Ever since I was five, I’ve known that I would have a jetpack by the year 2000, so it made sense that I would write an essay describing the realization of my lifelong dream. You can imagine how dissapointed I was when I realized it wasn’t going to happen.
"But Joe," you say, "It’s not January yet! What about Christmas?" Well, obviously that was the plan. I figured I’d spend November browsing the S2K (Sears 2000) Wishbook, I’d circle my favorite designs, and Christmas morning I’d be zipping around the Hollywood Sign wearing my very own Jetpack. Well, Thanksgiving has come and gone, and if there are no Jetpacks ads on The Day After Thanksgiving, there will be no jetpack under the tree. That’s the way things work in the real world.
"So? What’s the big deal? Why not just get a rocketcar?" What can I say? Some people dream about rocketcars, others dream about waterslide-based public transportation – I dream about jetpacks. It’s not that I don’t want a rocketcar – I’m sure it’s a damn fine way to get around. Heck, I’ll probably have a family some day, and I’d love to have a rocket-stationwagon. That’s not the point. The point is that I was promised a jetpack, I’ve planned for it, and BY GOD I WANT MY JETPACK!
"Promised?" Yes, promised. I mean no, not directly. There was this television show on when I was a kid – I think it was called Beyond 2000 – anyway, on that show they would show you things that would be available in the future. I remember very clearly being told that I could have a jetpack. They showed that guy flying the Bell jetpack and they said that by the year 2000, they would be commercially available. I was sitting there at my TV tray, eating a bologna sandwich with a happy face cut out of it and drinking a big glass of Tang and the the guy on the television was flying around in his jetpack – flaunting it – and I thought "I can wait – it’s a long time, but I can wait." And I have. I’ve waited thirty long years. Patiently. I drove a Volvo in high school ferchrissakes. That’s about as far from a jetpack as you can get.
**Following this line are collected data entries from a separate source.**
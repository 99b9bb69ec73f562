//! Steps shared by several pipelines.

use ormlink_core::{
    Error, Field, ModelDescriptor, PreconditionErrorKind, Record, RelatedMut, Relationship,
    RelationshipKind, Result, Value, set_path,
};
use std::time::{SystemTime, UNIX_EPOCH};

use ormlink_query::Search;

use super::Flow;
use crate::association;
use crate::db::Db;
use crate::scope::Scope;

/// Name of the step that opens the pipeline's transaction.
pub const BEGIN_TRANSACTION: &str = "ormlink:begin_transaction";

const CREATED_AT: &str = "created_at";
const UPDATED_AT: &str = "updated_at";

/// Current time in Unix seconds.
pub fn now() -> i64 {
    SystemTime::now()
        .duration_since(UNIX_EPOCH)
        .map_or(0, |d| d.as_secs() as i64)
}

#[allow(clippy::result_large_err)]
pub(super) fn begin_transaction(scope: &mut Scope<'_>) -> Result<Flow> {
    scope.executor().begin()?;
    scope.transaction_open = true;
    Ok(Flow::Continue)
}

/// Commit on success, roll back on failure.
#[allow(clippy::result_large_err)]
pub(super) fn settle_transaction(scope: &mut Scope<'_>, result: Result<()>) -> Result<()> {
    if !scope.transaction_open {
        return result;
    }
    scope.transaction_open = false;
    let exec = scope.executor();
    match result {
        Ok(()) => exec.commit(),
        Err(err) => {
            if let Err(rollback_err) = exec.rollback() {
                tracing::warn!(error = %rollback_err, "rollback after failed pipeline failed");
            }
            Err(err)
        }
    }
}

/// Refuse an UPDATE/DELETE whose WHERE clause would not narrow the rows.
///
/// Judged on the rendered clause: conditions that render nothing and the
/// soft-delete term alone do not count. Registered first, so nothing has
/// reached the executor when it fails.
#[allow(clippy::result_large_err)]
pub(super) fn require_where(scope: &mut Scope<'_>) -> Result<Flow> {
    if !scope.db.config().block_global_update {
        return Ok(Flow::Continue);
    }
    if scope.assembler().restricts_rows(scope.record())? {
        return Ok(Flow::Continue);
    }
    Err(Error::precondition(
        PreconditionErrorKind::MissingWhere,
        format!(
            "refusing to modify every row of '{}' without a WHERE clause",
            scope.table()
        ),
    ))
}

/// Run a record lifecycle hook when the scope writes a record.
#[allow(clippy::result_large_err)]
pub(super) fn hook(scope: &mut Scope<'_>, f: fn(&mut dyn Record) -> Result<()>) -> Result<Flow> {
    if !scope.runs_hooks() {
        return Ok(Flow::Continue);
    }
    if let Some(record) = scope.record_mut() {
        f(record)?;
    }
    Ok(Flow::Continue)
}

/// Set blank `created_at`/`updated_at` on create; always `updated_at` on update.
#[allow(clippy::result_large_err)]
pub(super) fn update_time_stamp(scope: &mut Scope<'_>, creating: bool) -> Result<Flow> {
    if !scope.runs_hooks() {
        return Ok(Flow::Continue);
    }
    let now = Value::BigInt(now());
    let descriptor = scope.descriptor.clone();
    let mut touched_updated_at = false;
    if let Some(record) = scope.record_mut() {
        for column in [CREATED_AT, UPDATED_AT] {
            let Some(field) = descriptor.field_by_db_name(column).filter(|f| f.is_column())
            else {
                continue;
            };
            let always = column == UPDATED_AT && !creating;
            if always || Field::bind(field, record).is_blank {
                set_path(record, &field.names, now.clone())?;
                touched_updated_at |= column == UPDATED_AT;
            }
        }
    }
    if let (true, Some(attrs)) = (touched_updated_at, scope.attrs.as_mut()) {
        attrs.insert(UPDATED_AT.to_string(), now);
    }
    Ok(Flow::Continue)
}

/// Values of `names` (fields of `descriptor`) on `record`.
pub(crate) fn values_of<'n>(
    descriptor: &ModelDescriptor,
    record: &dyn Record,
    names: impl IntoIterator<Item = &'n str>,
) -> Vec<Value> {
    names
        .into_iter()
        .map(|name| {
            descriptor
                .field(name)
                .map_or(Value::Null, |f| Field::bind(f, record).value)
        })
        .collect()
}

/// Relation fields follow the select/omit lists like columns do.
fn includes(search: &Search, relation: &str) -> bool {
    search.includes_column(relation)
}

/// A record whose columns all hold zero values, e.g. a defaulted plain
/// relation field.
pub(crate) fn is_blank_record(descriptor: &ModelDescriptor, record: &dyn Record) -> bool {
    descriptor
        .columns()
        .all(|f| Field::bind(f, record).is_blank)
}

/// Owner-side key values a relationship references.
pub(crate) fn owner_keys(
    descriptor: &ModelDescriptor,
    owner: &dyn Record,
    rel: &Relationship,
) -> Vec<Value> {
    match (&rel.kind, &rel.join_table) {
        (RelationshipKind::ManyToMany, Some(join)) => values_of(
            descriptor,
            owner,
            join.source_keys.iter().map(|k| k.association_field.as_str()),
        ),
        (RelationshipKind::BelongsTo, _) => values_of(
            descriptor,
            owner,
            rel.foreign_field_names.iter().map(String::as_str),
        ),
        _ => values_of(
            descriptor,
            owner,
            rel.association_foreign_field_names.iter().map(String::as_str),
        ),
    }
}

/// Point a has_one/has_many child at its owner: foreign keys plus the
/// polymorphic discriminator.
#[allow(clippy::result_large_err)]
pub(crate) fn link_child(
    db: &Db,
    child: &mut dyn Record,
    rel: &Relationship,
    owner_values: &[Value],
) -> Result<()> {
    let child_desc = db.cache().describe_record(child)?;
    for (name, value) in rel.foreign_field_names.iter().zip(owner_values) {
        if let Some(field) = child_desc.field(name) {
            set_path(child, &field.names, value.clone())?;
        }
    }
    if let (Some(type_field), Some(value)) = (&rel.polymorphic_type, &rel.polymorphic_value) {
        if let Some(field) = child_desc.field(type_field) {
            set_path(child, &field.names, Value::from(value.as_str()))?;
        }
    }
    Ok(())
}

/// Persist `belongs_to` targets first and copy their keys into the owner.
#[allow(clippy::result_large_err)]
pub(super) fn save_before_associations(scope: &mut Scope<'_>) -> Result<Flow> {
    if !scope.saves_associations() {
        return Ok(Flow::Continue);
    }
    let db = scope.db.fresh();
    let search = scope.search.clone();
    let descriptor = scope.descriptor.clone();
    let Some(owner) = scope.record_mut() else {
        return Ok(Flow::Continue);
    };
    for (field, rel) in descriptor.relationships() {
        if rel.kind != RelationshipKind::BelongsTo || !includes(&search, &field.name) {
            continue;
        }
        let keys = {
            let Some(RelatedMut::One(Some(target))) = owner.related_mut(&field.name) else {
                continue;
            };
            let target_desc = db.cache().describe_record(&*target)?;
            if is_blank_record(&target_desc, &*target) {
                continue;
            }
            db.save(&mut *target)?;
            values_of(
                &target_desc,
                &*target,
                rel.association_foreign_field_names.iter().map(String::as_str),
            )
        };
        for (holder, value) in rel.foreign_field_names.iter().zip(keys) {
            if let Some(holder_field) = descriptor.field(holder) {
                set_path(owner, &holder_field.names, value)?;
            }
        }
    }
    Ok(Flow::Continue)
}

/// Persist children and join rows once the owner has its key.
#[allow(clippy::result_large_err)]
pub(super) fn save_after_associations(scope: &mut Scope<'_>) -> Result<Flow> {
    if !scope.saves_associations() {
        return Ok(Flow::Continue);
    }
    let db = scope.db.fresh();
    let search = scope.search.clone();
    let descriptor = scope.descriptor.clone();
    let Some(owner) = scope.record_mut() else {
        return Ok(Flow::Continue);
    };

    for (field, rel) in descriptor.relationships() {
        if rel.kind == RelationshipKind::BelongsTo || !includes(&search, &field.name) {
            continue;
        }
        let keys = owner_keys(&descriptor, &*owner, rel);
        let children: Vec<&mut dyn Record> = match owner.related_mut(&field.name) {
            Some(RelatedMut::One(Some(child))) => vec![child],
            Some(RelatedMut::Many(children)) => children,
            _ => continue,
        };
        for child in children {
            let child_desc = db.cache().describe_record(&*child)?;
            if is_blank_record(&child_desc, &*child) {
                continue;
            }
            if rel.kind == RelationshipKind::ManyToMany {
                db.save(&mut *child)?;
                association::link_join_row(&db, rel, &keys, &*child)?;
            } else {
                link_child(&db, &mut *child, rel, &keys)?;
                db.save(child)?;
            }
        }
    }
    Ok(Flow::Continue)
}
//! Default create pipeline.

use ormlink_core::{Result, Value, set_path};

use super::{Flow, Pipeline, common, step};
use crate::scope::Scope;

pub(super) fn pipeline() -> Pipeline {
    [
        step("begin_transaction", common::begin_transaction),
        step("before_save", |s| common::hook(s, |r| r.before_save())),
        step("before_create", |s| common::hook(s, |r| r.before_create())),
        step("save_before_associations", common::save_before_associations),
        step("update_time_stamp", |s| common::update_time_stamp(s, true)),
        step("build_insert", build_insert),
        step("execute_insert", execute_insert),
        step("save_after_associations", common::save_after_associations),
        step("after_create", |s| common::hook(s, |r| r.after_create())),
        step("after_save", |s| common::hook(s, |r| r.after_save())),
    ]
    .into_iter()
    .collect()
}

#[allow(clippy::result_large_err)]
fn build_insert(scope: &mut Scope<'_>) -> Result<Flow> {
    let statement = scope.assembler().insert(scope.require_record()?)?;
    scope.statement = Some(scope.finish(statement)?);
    Ok(Flow::Continue)
}

/// Run the INSERT and copy a generated key back into the record.
#[allow(clippy::result_large_err)]
fn execute_insert(scope: &mut Scope<'_>) -> Result<Flow> {
    let Some(statement) = scope.statement.take() else {
        return Ok(Flow::Continue);
    };
    let exec = scope.executor();
    let descriptor = scope.descriptor.clone();
    let record = scope.require_record_mut()?;

    let generated = descriptor
        .primary_field()
        .filter(|pk| pk.is_auto_increment() && descriptor.primary_key_is_blank(&*record));
    let id = exec.insert(&statement.sql, &statement.args)?;
    if let Some(pk) = generated {
        set_path(record, &pk.names, Value::BigInt(id))?;
        tracing::trace!(table = %descriptor.table_name, id, "assigned generated key");
    }
    scope.rows_affected = 1;
    Ok(Flow::Continue)
}
//! Build script for bumper-firmware
//!
//! - Sets up linker search paths for memory.x
//! - Validates vehicle.toml at compile time

use std::env;
use std::fs::{self, File};
use std::io::Write;
use std::path::{Path, PathBuf};

/// Keys accepted in each section
const SECTIONS: &[(&str, &[&str])] = &[
    ("ranger", &["interval_ms", "echo_timeout_us"]),
    ("drive", &["pwm_top"]),
    (
        "steering",
        &["max_offset_deg", "min_pulse_us", "max_pulse_us", "period_us"],
    ),
    ("control", &["tick_ms", "watchdog_ms"]),
    ("link", &["baudrate"]),
];

/// Defaults used when a key is omitted
const DEFAULT_TICK_MS: i64 = 10;
const DEFAULT_WATCHDOG_MS: i64 = 5000;
const DEFAULT_MIN_PULSE_US: i64 = 1000;
const DEFAULT_MAX_PULSE_US: i64 = 2000;
const DEFAULT_PERIOD_US: i64 = 20_000;

fn main() {
    setup_linker();
    validate_config();
}

/// Set up linker search paths for memory.x
fn setup_linker() {
    let out_dir = PathBuf::from(env::var("OUT_DIR").unwrap());

    // Copy memory.x to the output directory
    let memory_x = include_bytes!("memory.x");
    let mut f = File::create(out_dir.join("memory.x")).unwrap();
    f.write_all(memory_x).unwrap();

    // Tell rustc where to find memory.x
    println!("cargo:rustc-link-search={}", out_dir.display());

    println!("cargo:rerun-if-changed=memory.x");
    println!("cargo:rerun-if-changed=build.rs");
}

/// Validate vehicle.toml configuration at compile time
fn validate_config() {
    println!("cargo:rerun-if-changed=vehicle.toml");

    let config_path = Path::new("vehicle.toml");

    if !config_path.exists() {
        panic!(
            "\n\
            ╔══════════════════════════════════════════════════════════════════╗\n\
            ║  ERROR: vehicle.toml not found!                                  ║\n\
            ║                                                                  ║\n\
            ║  The firmware embeds vehicle.toml as its configuration.          ║\n\
            ║  Please create one in the bumper-firmware directory.             ║\n\
            ╚══════════════════════════════════════════════════════════════════╝\n"
        );
    }

    let config_content = match fs::read_to_string(config_path) {
        Ok(content) => content,
        Err(e) => {
            panic!(
                "\n\
                ╔══════════════════════════════════════════════════════════════════╗\n\
                ║  ERROR: Failed to read vehicle.toml                              ║\n\
                ║                                                                  ║\n\
                ║  Error: {:<56} ║\n\
                ╚══════════════════════════════════════════════════════════════════╝\n",
                e
            );
        }
    };

    let config: toml::Value = match toml::from_str(&config_content) {
        Ok(value) => value,
        Err(e) => {
            let error_msg = e.to_string();
            panic!(
                "\n\
                ╔══════════════════════════════════════════════════════════════════╗\n\
                ║  ERROR: Invalid TOML syntax in vehicle.toml                      ║\n\
                ╠══════════════════════════════════════════════════════════════════╣\n\
                ║                                                                  ║\n\
                {}\n\
                ║                                                                  ║\n\
                ╚══════════════════════════════════════════════════════════════════╝\n",
                format_error_lines(&error_msg)
            );
        }
    };

    report("Unknown sections or keys", validate_layout(&config));
    report("Invalid values", validate_values(&config));

    println!("cargo:warning=vehicle.toml validated successfully");
}

/// Format error message lines with box drawing
fn format_error_lines(msg: &str) -> String {
    msg.lines()
        .map(|line| {
            let truncated = if line.len() > 64 {
                format!("{}...", &line[..61])
            } else {
                line.to_string()
            };
            format!("║  {:<64} ║", truncated)
        })
        .collect::<Vec<_>>()
        .join("\n")
}

/// Panic with a boxed list of errors, if there are any
fn report(title: &str, errors: Vec<String>) {
    if errors.is_empty() {
        return;
    }

    panic!(
        "\n\
        ╔══════════════════════════════════════════════════════════════════╗\n\
        ║  ERROR: {:<56} ║\n\
        ╠══════════════════════════════════════════════════════════════════╣\n\
        {}\n\
        ╚══════════════════════════════════════════════════════════════════╝\n",
        format!("{} in vehicle.toml", title),
        errors
            .iter()
            .map(|e| format!("║  • {:<62} ║", e))
            .collect::<Vec<_>>()
            .join("\n")
    );
}

/// Every table must be a known section holding known integer keys
fn validate_layout(config: &toml::Value) -> Vec<String> {
    let mut errors = Vec::new();

    let root = match config.as_table() {
        Some(t) => t,
        None => return errors,
    };

    for (name, section) in root {
        let keys = match SECTIONS.iter().find(|(s, _)| s == name) {
            Some((_, keys)) => keys,
            None => {
                errors.push(format!("Unknown section [{}]", name));
                continue;
            }
        };

        let section = match section.as_table() {
            Some(t) => t,
            None => {
                errors.push(format!("[{}] must be a table", name));
                continue;
            }
        };

        for (key, value) in section {
            if !keys.contains(&key.as_str()) {
                errors.push(format!("[{}] unknown key '{}'", name, key));
            } else if !matches!(value, toml::Value::Integer(v) if *v >= 0) {
                errors.push(format!("[{}] {} must be a non-negative integer", name, key));
            }
        }
    }

    errors
}

/// Cross-field checks the firmware relies on at runtime
fn validate_values(config: &toml::Value) -> Vec<String> {
    let mut errors = Vec::new();

    let get = |section: &str, key: &str| -> Option<i64> {
        config
            .get(section)
            .and_then(|s| s.get(key))
            .and_then(|v| v.as_integer())
    };

    let tick_ms = get("control", "tick_ms").unwrap_or(DEFAULT_TICK_MS);
    if !(1..=100).contains(&tick_ms) {
        errors.push("[control] tick_ms must be 1-100".to_string());
    }

    let watchdog_ms = get("control", "watchdog_ms").unwrap_or(DEFAULT_WATCHDOG_MS);
    if watchdog_ms <= tick_ms || watchdog_ms > 8000 {
        errors.push("[control] watchdog_ms must exceed tick_ms and be at most 8000".to_string());
    }

    if let Some(offset) = get("steering", "max_offset_deg") {
        if offset > 90 {
            errors.push("[steering] max_offset_deg must be 0-90".to_string());
        }
    }

    let min_pulse = get("steering", "min_pulse_us").unwrap_or(DEFAULT_MIN_PULSE_US);
    let max_pulse = get("steering", "max_pulse_us").unwrap_or(DEFAULT_MAX_PULSE_US);
    let period = get("steering", "period_us").unwrap_or(DEFAULT_PERIOD_US);
    if min_pulse >= max_pulse {
        errors.push("[steering] min_pulse_us must be below max_pulse_us".to_string());
    }
    if max_pulse > period || period > u16::MAX as i64 {
        errors.push("[steering] period_us must hold max_pulse_us and fit 16 bits".to_string());
    }

    if let Some(top) = get("drive", "pwm_top") {
        if top > u16::MAX as i64 {
            errors.push("[drive] pwm_top must fit 16 bits".to_string());
        }
    }

    if get("ranger", "echo_timeout_us") == Some(0) {
        errors.push("[ranger] echo_timeout_us must be non-zero".to_string());
    }

    errors
}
About 15 years ago, I thought I should start getting ready – I didn’t want to waste a bunch of time learning when they finally came out, after all… so I bought a motorcycle. Sure, it’s not a jetpack, but I figured that there would be some transferable skills. I even learned to scuba dive, figuring it would give me some practice along the dreaded z-axis. So here I am, a motorcycle riding, 3-D travelling self-contained breathing rocket man, with no rocket. If anyone out there is in marketing, or R&D, or works for a secret government agency with access to alien technology – and wants to know what I, the consumer, want: I WANT MY JETPACK! That, and a Nerf Blaster.